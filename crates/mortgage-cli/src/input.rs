use serde::de::DeserializeOwned;
use serde_json::Value;
use std::fs;
use std::io::{self, Read};
use std::path::{Path, PathBuf};

/// Read a JSON file and deserialise into a typed struct.
pub fn read_json<T: DeserializeOwned>(path: &str) -> Result<T, Box<dyn std::error::Error>> {
    let canonical = resolve_path(path)?;
    let contents = fs::read_to_string(&canonical)
        .map_err(|e| format!("Failed to read '{}': {}", canonical.display(), e))?;
    let value: T = serde_json::from_str(&contents)
        .map_err(|e| format!("Failed to parse '{}': {}", canonical.display(), e))?;
    Ok(value)
}

/// Attempt to read JSON from stdin if data is being piped.
/// Returns None if stdin is a TTY (interactive).
pub fn read_stdin() -> Result<Option<Value>, Box<dyn std::error::Error>> {
    if atty::is(atty::Stream::Stdin) {
        return Ok(None);
    }

    let mut buffer = String::new();
    io::stdin().read_to_string(&mut buffer)?;

    let trimmed = buffer.trim();
    if trimmed.is_empty() {
        return Ok(None);
    }

    let value: Value = serde_json::from_str(trimmed)?;
    Ok(Some(value))
}

/// Resolve and validate the path.
fn resolve_path(path: &str) -> Result<PathBuf, Box<dyn std::error::Error>> {
    let p = Path::new(path);
    let canonical = if p.is_absolute() {
        p.to_path_buf()
    } else {
        std::env::current_dir()?.join(p)
    };

    if !canonical.exists() {
        return Err(format!("File not found: {}", canonical.display()).into());
    }

    if !canonical.is_file() {
        return Err(format!("Not a file: {}", canonical.display()).into());
    }

    Ok(canonical)
}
***
* [TO DO]: Select all lines with the word "into" from the entries above.

* [EXERCISE SOLUTION]:
/// Read a JSON file and deserialise into a typed struct.
        return Err(format!("File not found: {}", canonical.display()).into());
        return Err(format!("Not a file: {}", canonical.display()).into());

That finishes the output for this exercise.